>>>>

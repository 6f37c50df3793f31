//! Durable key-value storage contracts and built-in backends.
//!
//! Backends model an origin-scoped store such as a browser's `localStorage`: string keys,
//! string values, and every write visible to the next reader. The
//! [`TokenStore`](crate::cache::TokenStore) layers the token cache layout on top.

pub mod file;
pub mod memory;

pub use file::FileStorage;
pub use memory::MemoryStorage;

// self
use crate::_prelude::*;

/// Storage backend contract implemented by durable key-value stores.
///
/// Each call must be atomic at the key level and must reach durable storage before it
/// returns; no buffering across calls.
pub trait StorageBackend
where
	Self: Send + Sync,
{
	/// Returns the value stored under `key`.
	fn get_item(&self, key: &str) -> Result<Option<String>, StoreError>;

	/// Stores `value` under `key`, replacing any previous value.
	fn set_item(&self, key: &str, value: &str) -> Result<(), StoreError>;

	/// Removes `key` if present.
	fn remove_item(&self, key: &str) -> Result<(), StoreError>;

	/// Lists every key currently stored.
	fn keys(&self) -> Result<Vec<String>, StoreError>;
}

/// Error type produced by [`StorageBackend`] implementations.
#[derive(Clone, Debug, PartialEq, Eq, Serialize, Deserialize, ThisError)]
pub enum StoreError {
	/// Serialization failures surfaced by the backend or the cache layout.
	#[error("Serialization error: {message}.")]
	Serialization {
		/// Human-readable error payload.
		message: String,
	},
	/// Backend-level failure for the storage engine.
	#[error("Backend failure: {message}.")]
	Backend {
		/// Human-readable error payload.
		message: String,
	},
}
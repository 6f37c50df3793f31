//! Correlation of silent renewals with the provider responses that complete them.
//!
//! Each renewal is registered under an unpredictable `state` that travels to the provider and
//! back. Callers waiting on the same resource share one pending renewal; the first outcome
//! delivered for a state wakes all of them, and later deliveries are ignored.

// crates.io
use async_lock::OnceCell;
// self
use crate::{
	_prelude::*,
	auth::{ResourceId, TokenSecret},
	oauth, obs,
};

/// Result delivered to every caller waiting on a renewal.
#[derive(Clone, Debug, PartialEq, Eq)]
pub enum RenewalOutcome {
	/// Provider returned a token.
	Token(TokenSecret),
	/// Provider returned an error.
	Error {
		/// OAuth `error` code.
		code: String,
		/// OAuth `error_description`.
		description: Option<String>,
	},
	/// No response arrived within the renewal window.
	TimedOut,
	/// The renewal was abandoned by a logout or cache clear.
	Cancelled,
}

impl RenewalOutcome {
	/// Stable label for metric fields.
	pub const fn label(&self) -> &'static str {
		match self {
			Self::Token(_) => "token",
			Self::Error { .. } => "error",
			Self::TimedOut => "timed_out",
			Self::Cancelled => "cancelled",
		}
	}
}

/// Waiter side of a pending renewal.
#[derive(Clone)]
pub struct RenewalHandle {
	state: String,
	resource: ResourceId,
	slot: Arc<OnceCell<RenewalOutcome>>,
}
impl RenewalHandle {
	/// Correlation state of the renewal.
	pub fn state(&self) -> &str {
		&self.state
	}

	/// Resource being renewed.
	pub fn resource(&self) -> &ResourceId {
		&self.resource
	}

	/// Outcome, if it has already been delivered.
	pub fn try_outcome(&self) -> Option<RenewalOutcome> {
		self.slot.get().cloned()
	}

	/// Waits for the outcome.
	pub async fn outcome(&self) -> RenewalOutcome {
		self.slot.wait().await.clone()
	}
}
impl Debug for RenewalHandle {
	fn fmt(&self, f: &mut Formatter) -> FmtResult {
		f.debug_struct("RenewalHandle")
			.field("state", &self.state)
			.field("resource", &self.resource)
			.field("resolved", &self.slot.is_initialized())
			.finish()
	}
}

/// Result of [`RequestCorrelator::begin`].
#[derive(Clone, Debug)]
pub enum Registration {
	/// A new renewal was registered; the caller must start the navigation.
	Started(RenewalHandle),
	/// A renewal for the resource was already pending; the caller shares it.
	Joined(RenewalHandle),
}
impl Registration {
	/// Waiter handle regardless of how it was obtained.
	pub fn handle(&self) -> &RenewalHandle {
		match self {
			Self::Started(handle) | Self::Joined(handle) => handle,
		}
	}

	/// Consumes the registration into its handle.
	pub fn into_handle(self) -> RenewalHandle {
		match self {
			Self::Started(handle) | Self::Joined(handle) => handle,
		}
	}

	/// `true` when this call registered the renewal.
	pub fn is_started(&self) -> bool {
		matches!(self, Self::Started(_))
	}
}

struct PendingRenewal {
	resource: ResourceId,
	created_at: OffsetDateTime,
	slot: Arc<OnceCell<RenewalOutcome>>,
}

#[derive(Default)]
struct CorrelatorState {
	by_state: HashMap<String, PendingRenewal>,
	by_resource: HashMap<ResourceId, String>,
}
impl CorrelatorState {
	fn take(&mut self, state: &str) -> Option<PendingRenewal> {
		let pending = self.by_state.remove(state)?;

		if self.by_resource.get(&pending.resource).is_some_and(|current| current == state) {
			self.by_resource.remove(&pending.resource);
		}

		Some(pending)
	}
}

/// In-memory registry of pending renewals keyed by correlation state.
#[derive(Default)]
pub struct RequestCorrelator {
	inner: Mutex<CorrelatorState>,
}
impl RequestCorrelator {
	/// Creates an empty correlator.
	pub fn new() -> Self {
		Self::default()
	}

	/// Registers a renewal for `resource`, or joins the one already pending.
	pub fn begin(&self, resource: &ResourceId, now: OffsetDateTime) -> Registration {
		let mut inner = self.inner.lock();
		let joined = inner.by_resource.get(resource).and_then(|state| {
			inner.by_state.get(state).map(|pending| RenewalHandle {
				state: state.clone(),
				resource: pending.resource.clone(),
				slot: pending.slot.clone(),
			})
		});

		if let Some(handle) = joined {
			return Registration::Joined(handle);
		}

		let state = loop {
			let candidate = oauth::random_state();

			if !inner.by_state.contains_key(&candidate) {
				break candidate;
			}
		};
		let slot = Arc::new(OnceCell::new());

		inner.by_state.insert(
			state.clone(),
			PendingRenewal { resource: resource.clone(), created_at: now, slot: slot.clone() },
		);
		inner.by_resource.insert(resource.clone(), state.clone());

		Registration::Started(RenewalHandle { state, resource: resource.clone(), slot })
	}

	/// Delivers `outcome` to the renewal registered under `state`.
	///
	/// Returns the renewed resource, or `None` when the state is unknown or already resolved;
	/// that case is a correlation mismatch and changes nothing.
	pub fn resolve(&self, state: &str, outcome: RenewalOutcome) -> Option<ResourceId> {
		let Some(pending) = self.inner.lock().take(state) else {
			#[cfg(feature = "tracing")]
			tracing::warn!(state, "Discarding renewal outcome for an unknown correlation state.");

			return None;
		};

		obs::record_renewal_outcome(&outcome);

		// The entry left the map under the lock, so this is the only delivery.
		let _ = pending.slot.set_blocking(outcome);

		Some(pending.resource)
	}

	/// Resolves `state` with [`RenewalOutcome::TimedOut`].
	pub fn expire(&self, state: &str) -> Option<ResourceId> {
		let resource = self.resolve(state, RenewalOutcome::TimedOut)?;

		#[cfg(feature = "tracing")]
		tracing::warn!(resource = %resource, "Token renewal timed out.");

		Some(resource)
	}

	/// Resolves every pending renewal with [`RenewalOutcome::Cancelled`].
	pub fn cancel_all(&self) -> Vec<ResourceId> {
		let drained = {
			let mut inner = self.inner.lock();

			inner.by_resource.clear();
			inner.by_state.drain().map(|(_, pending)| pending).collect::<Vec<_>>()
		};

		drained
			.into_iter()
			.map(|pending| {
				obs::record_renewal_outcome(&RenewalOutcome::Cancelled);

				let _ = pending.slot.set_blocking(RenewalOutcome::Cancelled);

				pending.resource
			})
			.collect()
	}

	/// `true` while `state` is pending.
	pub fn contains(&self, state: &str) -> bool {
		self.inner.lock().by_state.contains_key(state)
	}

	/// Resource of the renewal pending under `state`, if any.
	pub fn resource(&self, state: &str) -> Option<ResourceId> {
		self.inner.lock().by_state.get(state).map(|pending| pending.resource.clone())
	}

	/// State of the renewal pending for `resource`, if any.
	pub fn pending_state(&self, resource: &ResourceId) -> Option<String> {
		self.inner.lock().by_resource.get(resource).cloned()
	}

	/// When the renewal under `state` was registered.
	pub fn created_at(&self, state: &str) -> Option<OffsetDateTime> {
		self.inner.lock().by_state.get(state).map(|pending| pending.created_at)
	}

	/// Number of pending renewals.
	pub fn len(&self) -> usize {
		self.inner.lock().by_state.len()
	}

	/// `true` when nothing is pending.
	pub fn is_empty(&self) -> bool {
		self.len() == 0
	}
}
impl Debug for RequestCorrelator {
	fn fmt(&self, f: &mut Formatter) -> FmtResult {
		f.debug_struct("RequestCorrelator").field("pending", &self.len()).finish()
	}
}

<<<<

**TASK REQUIREMENTS:**
Check each line above for the word "StoreError" and copy every line that has it.

**ANSWER FOR THIS EXERCISE:**
	fn get_item(&self, key: &str) -> Result<Option<String>, StoreError>;
	fn set_item(&self, key: &str, value: &str) -> Result<(), StoreError>;
	fn remove_item(&self, key: &str) -> Result<(), StoreError>;
	fn keys(&self) -> Result<Vec<String>, StoreError>;
pub enum StoreError {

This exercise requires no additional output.